The problem with institutional repositories
I don’t normally use my blog to engage in conversations the way that some people do. I already spend enough time on mailing lists, so using the blog seems redundant for this. However, I will change the habit of a life-time this once, because of an interesting discussion on institutional repositories, which I have previously written about myself.
To me the difficulty with institutional repositories is this. First, they are a resource. Then, some one says, this is good, everyone should do this. Then, someone else says, hey this is great, we could use this for our RAE (REF, whatever) return.
Now, you have to deposit things in your IR. But people object, on various “data is mine” grounds, so perhaps they make the IR non-public. The data model gets tweaked with various additional data (which school, who your line manager is) necessary for RAE. At the same time, your co-authors also have to deposit into their IR. And, if you move, you have to type your entire back catalogue into various repositories for your new institution.

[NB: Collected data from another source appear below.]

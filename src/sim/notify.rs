//! Outcome notifications and their per-kernel observer set
//!
//! Notifications are delivered synchronously while an event is resolved.
//! Each kernel owns its own observers; subscribing returns a token that
//! removes the listener again.

use serde::{Deserialize, Serialize};

use super::arena::Axis;

/// Something observable happened during event resolution
#[derive(Debug, Clone, PartialEq, Serialize, Deserialize)]
#[serde(tag = "kind", rename_all = "snake_case")]
pub enum Notification {
    /// Ball bounced off an arena wall
    Boundary { ball: u32, axis: Axis, t: f64 },
    /// Two balls exchanged momentum
    BallCollision { a: u32, b: u32, t: f64 },
    /// Ball hit a wall object
    WallBounce { ball: u32, object: String, t: f64 },
    /// Ball entered an input port
    InputPass {
        ball: u32,
        object: String,
        #[serde(default, skip_serializing_if = "Option::is_none")]
        label: Option<String>,
        t: f64,
    },
    /// Ball was captured by an output port
    OutputCapture {
        ball: u32,
        object: String,
        #[serde(default, skip_serializing_if = "Option::is_none")]
        label: Option<String>,
        t: f64,
    },
    /// Captured ball finished lingering and left the simulation
    BallRemoved { ball: u32, t: f64 },
}

impl Notification {
    /// Sim time the notification was emitted at
    pub fn time(&self) -> f64 {
        match *self {
            Notification::Boundary { t, .. }
            | Notification::BallCollision { t, .. }
            | Notification::WallBounce { t, .. }
            | Notification::InputPass { t, .. }
            | Notification::OutputCapture { t, .. }
            | Notification::BallRemoved { t, .. } => t,
        }
    }
}

/// Token returned by `subscribe`; pass it back to unsubscribe
#[derive(Debug, Clone, Copy, PartialEq, Eq, Hash)]
pub struct Subscription(u64);

type Listener = Box<dyn FnMut(&Notification)>;

/// Listener set owned by one kernel
#[derive(Default)]
pub struct Observers {
    listeners: Vec<(Subscription, Listener)>,
    next_id: u64,
}

impl Observers {
    pub fn new() -> Self {
        Self::default()
    }

    pub fn subscribe(&mut self, listener: impl FnMut(&Notification) + 'static) -> Subscription {
        let token = Subscription(self.next_id);
        self.next_id += 1;
        self.listeners.push((token, Box::new(listener)));
        token
    }

    /// Returns false if the token was already gone
    pub fn unsubscribe(&mut self, token: Subscription) -> bool {
        let before = self.listeners.len();
        self.listeners.retain(|(t, _)| *t != token);
        self.listeners.len() != before
    }

    /// Deliver to every listener in subscription order
    pub fn emit(&mut self, notification: &Notification) {
        log::trace!("emit {notification:?}");
        for (_, listener) in &mut self.listeners {
            listener(notification);
        }
    }

    pub fn len(&self) -> usize {
        self.listeners.len()
    }

    pub fn is_empty(&self) -> bool {
        self.listeners.is_empty()
    }
}

impl std::fmt::Debug for Observers {
    fn fmt(&self, f: &mut std::fmt::Formatter<'_>) -> std::fmt::Result {
        f.debug_struct("Observers")
            .field("listeners", &self.listeners.len())
            .finish()
    }
}
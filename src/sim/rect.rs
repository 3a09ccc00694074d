//! Oriented rectangle geometry for scene objects
//!
//! A rectangle is stored the way the scene editor places it: top-left corner
//! of the unrotated box plus a size, rotated by `rotation` radians about its
//! center. Collision math works in the rectangle's local frame, where the box
//! is centered at the origin and axis-aligned.

use glam::DVec2;
use serde::{Deserialize, Serialize};

/// Rectangle rotated about its center
#[derive(Debug, Clone, Copy, PartialEq, Serialize, Deserialize)]
pub struct OrientedRect {
    pub x: f64,
    pub y: f64,
    pub width: f64,
    pub height: f64,
    /// Rotation about the center (radians)
    #[serde(default)]
    pub rotation: f64,
}

impl OrientedRect {
    pub fn new(x: f64, y: f64, width: f64, height: f64, rotation: f64) -> Self {
        Self {
            x,
            y,
            width,
            height,
            rotation,
        }
    }

    /// Rectangle of the given size centered at `center`
    pub fn centered(center: DVec2, width: f64, height: f64, rotation: f64) -> Self {
        Self::new(
            center.x - width / 2.0,
            center.y - height / 2.0,
            width,
            height,
            rotation,
        )
    }

    #[inline]
    pub fn center(&self) -> DVec2 {
        DVec2::new(self.x + self.width / 2.0, self.y + self.height / 2.0)
    }

    #[inline]
    pub fn half_extents(&self) -> DVec2 {
        DVec2::new(self.width.abs() / 2.0, self.height.abs() / 2.0)
    }

    /// World point -> local frame
    #[inline]
    pub fn to_local(&self, p: DVec2) -> DVec2 {
        DVec2::from_angle(-self.rotation).rotate(p - self.center())
    }

    /// World direction -> local frame (no translation)
    #[inline]
    pub fn dir_to_local(&self, v: DVec2) -> DVec2 {
        DVec2::from_angle(-self.rotation).rotate(v)
    }

    /// Local direction -> world frame
    #[inline]
    pub fn dir_to_world(&self, v: DVec2) -> DVec2 {
        DVec2::from_angle(self.rotation).rotate(v)
    }

    /// Local point -> world frame
    #[inline]
    pub fn to_world(&self, p: DVec2) -> DVec2 {
        self.center() + self.dir_to_world(p)
    }

    /// Closest point of the (solid) box to a local point
    #[inline]
    pub fn closest_local(&self, local: DVec2) -> DVec2 {
        let half = self.half_extents();
        local.clamp(-half, half)
    }

    /// Signed distance from a world point to the box surface
    /// (negative inside)
    pub fn signed_distance(&self, p: DVec2) -> f64 {
        let local = self.to_local(p);
        let q = local.abs() - self.half_extents();
        q.max(DVec2::ZERO).length() + q.x.max(q.y).min(0.0)
    }

    /// Whether a world point lies inside the box
    pub fn contains_point(&self, p: DVec2) -> bool {
        self.signed_distance(p) <= 0.0
    }
}

#[cfg(test)]
mod tests {
    use super::*;
    use std::f64::consts::FRAC_PI_2;

    #[test]
    fn test_local_roundtrip() {
        let rect = OrientedRect::new(10.0, 20.0, 40.0, 10.0, 0.7);
        let p = DVec2::new(33.0, -4.0);
        let back = rect.to_world(rect.to_local(p));
        assert!((back - p).length() < 1e-9);
    }

    #[test]
    fn test_quarter_turn_swaps_extents() {
        // 100x10 bar turned upright
        let rect = OrientedRect::centered(DVec2::ZERO, 100.0, 10.0, FRAC_PI_2);
        assert!(rect.contains_point(DVec2::new(0.0, 45.0)));
        assert!(!rect.contains_point(DVec2::new(45.0, 0.0)));
    }

    #[test]
    fn test_signed_distance() {
        let rect = OrientedRect::centered(DVec2::ZERO, 20.0, 10.0, 0.0);
        assert!((rect.signed_distance(DVec2::new(15.0, 0.0)) - 5.0).abs() < 1e-12);
        assert!((rect.signed_distance(DVec2::new(0.0, 0.0)) + 5.0).abs() < 1e-12);
        // Diagonal from a corner
        let d = rect.signed_distance(DVec2::new(13.0, 9.0));
        assert!((d - 5.0).abs() < 1e-12);
    }

    #[test]
    fn test_closest_local_clamps_to_box() {
        let rect = OrientedRect::centered(DVec2::ZERO, 20.0, 10.0, 0.3);
        assert_eq!(rect.closest_local(DVec2::new(3.0, -2.0)), DVec2::new(3.0, -2.0));
        assert_eq!(rect.closest_local(DVec2::new(30.0, -9.0)), DVec2::new(10.0, -5.0));
    }
}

Currently I am supposed to deposit papers in various IRs, including at University and school level. As well as add bibliographic information to various databases. And, then of course, project wiki’s. And the funders want the information in various databases. All of which is very time consuming, produces highly duplicated, and often error-prone data. In short, it’s a bad thing.
The irony is, if you google for any of my papers, the main source from which they are scraped is my website. I set this up myself many years ago now; it’s a simple bibtex to HTML thing (actually not so simple nowadays — it grew over time). So, the simplest and most straight-forward solution, also turns out to be the best. The most important thing is this; the bibtex files are the ones that I use, for my own work, for citing myself (which, like any good scientist I do as often as possible even when the citation is largely irrelevant). The website is what I use, when on the road to get the PDF of my own papers; if I want to give a reference to someone, I’ll email a link to my website. So, I keep it upto date, because it’s in my benefit to do so.
We need a few simple and easy to use standards for bibliographic data. It has to be simple, because it needs to fit in with peoples’ current work practices; this means it needs to be supported by a heterogenous environment, by many different tools. And it’s won’t be, if the standard is hard to develop against.
For data, of course, the issues are somewhat different. Mostly because data needs more structure than human-readable information, and because the data is often large. However, two issues remain: first, we still need to fit with peoples working practices; second, with data, engaging in the institutional football we see with bibliographic data, will still be a bad thing.
Again, simple data standards are what we need. After that, people will choose whatever they choose; the data standard will be enough to bring it all together in the best way that we can.